Just like the guy/s at Freckle (an online time accounting tool) who took their site from $1k/mth revenue to $20k/mth in just two years.
Firstly: SaaS (Software as a service, which just means tools that run online without needing to download software) companies typically operate on high gross margins (70% – 90%) and ‘in the cloud’ (which means that they don’t need to run or maintain their own hardware or operating systems) using ‘open source’ software (which usually means they’re free).
This means the owners make good income, with few (if any) fixed overheads, be it full-time or part-time.
Secondly: Unlike blogs, eBay businesses and many other types of online/offline ‘side businesses’, these types of internet businesses can scale; that means the sky’s the limit as to how much income they can generate.
Thirdly: They can be financed (by angel investors and, later, venture capitalists) for expansion.
Lastly: They can be sold … for a lot!
Just ask the guys who are financing Airbnb (started by just three regular guys) or Groupon what they think those businesses are worth 😉
[AJC: actually, these are not examples of SaaS businesses, but they also generate revenue, so there’s nothing wrong with going down that path, either, but you really need to be lucky to find the right ‘slam dunk’ niche]
Now, you may not be as successful as any of these guys …
… but, I submit to you, that you are just as likely to be successful in a true / salable online business as you are in any other kind of part-time business (including blogging) and that it takes just as much work.
So, why wouldn’t you try the one that has a chance of getting you to your – shall we say, audacious – financial goal?
I think you are discounting what could be made from blogging…
@ Evan – I don’t think I am. To me, if it can’t become Huffington Post – and, it’s yet to be seen where the likes of TechCrunch and Endgadget will end up – then it’s probably not a business that will take you to $7 million in 7 years (or other suitably large number / soon date).
BUT, I would LOVE to be corrected as this is clearly an area that I am not expert in. Any takers?
LOL HUFFINGTON POST? That is like saying your $7mil business isn’t worth “your time” because it didn’t turn into a $50,000,000 business.
Personally, my blog provides me with an income stream that pays my debt (no CC debt), and allows me to invest in a few other things. My blog has also provided me with the contacts to grow an even bigger business that provides a few thousand bucks a month to do what I want with.
All while providing ZERO stress, Almost zero overhead, and from the comfort of my couch while The Wife is watching terrible television lol
I am not one of those crazy get rich bloggers, I just think it could be one small income stream for a lot of people.

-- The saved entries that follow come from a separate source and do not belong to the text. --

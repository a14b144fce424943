//! Quality metric registry entries.

use serde::{Deserialize, Serialize};

use super::preset::CommandRecipe;

/// How a metric tool reports its scores.
#[derive(Debug, Clone, Copy, PartialEq, Eq, Serialize, Deserialize)]
#[serde(rename_all = "snake_case")]
pub enum MetricKind {
    /// JSON array with one record per frame.
    PerFrame,
    /// One record for the whole video.
    #[serde(other)]
    Single,
}

/// One entry of `metrics.json`.
#[derive(Debug, Clone, Serialize, Deserialize)]
pub struct MetricSpec {
    /// Metric tool invocation.
    pub command: CommandRecipe,
    /// Output shape.
    #[serde(rename = "type")]
    pub kind: MetricKind,
    /// Attributes to average (e.g. `Y`, `U`, `V`, `Avg`).
    #[serde(default)]
    pub attr: Vec<String>,
}

#[cfg(test)]
mod tests {
    use super::*;

    #[test]
    fn test_metric_spec_parse() {
        let spec: MetricSpec = serde_json::from_str(
            r#"{"command": "psnr.sh", "type": "per_frame", "attr": ["Y", "Avg"]}"#,
        )
        .unwrap();
        assert_eq!(spec.kind, MetricKind::PerFrame);
        assert_eq!(spec.attr, ["Y", "Avg"]);

        let single: MetricSpec =
            serde_json::from_str(r#"{"command": "vmaf.sh", "type": "summary"}"#).unwrap();
        assert_eq!(single.kind, MetricKind::Single);
        assert!(single.attr.is_empty());
    }
}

Even if it only provides $50 per month, the very nature of personal finance blogging should push people to read others, and take control of their personal finance world…
@ Evan – Hey, I don’t disagree with the side income potential of blogging! But, why would you waste your time on something that provides a mere side income, when you could just as easily be building an asset that provides similar income and that you can also sell? 🙂
Actually, blogs could be scaled. If you get sufficient amount of traffic and earn say $20/post, if you could find somebody to write these posts for $10-$15 you are making a profit.
In addition, blogs can be sold at 2 times annual revenues. So by blogging, you are creating an asset.
@ Blogging Bank – Thanks! Let’s see: $20 x 200 x 2 = $8k …. generating JUST enough to start a REAL business 😉
Hey, $20/article is just a start. If you can increase that income per article and generate residual revenue from articles after being posted, you could make more $. If you can increase that income to say $100/day, ( over time), you can make a nice income on the side.
I know a person that started doing just that, bought a few blogs and now his company is making $10K/month in revenues. ( I think his costs are 3K/month).
The truth is that most bloggers would blog even if they earned no revenues from it. Most bloggers used to participate in forums on the internet for years before discussing the subject that their blog is about. They would likely keep writing even if they earned no money from it.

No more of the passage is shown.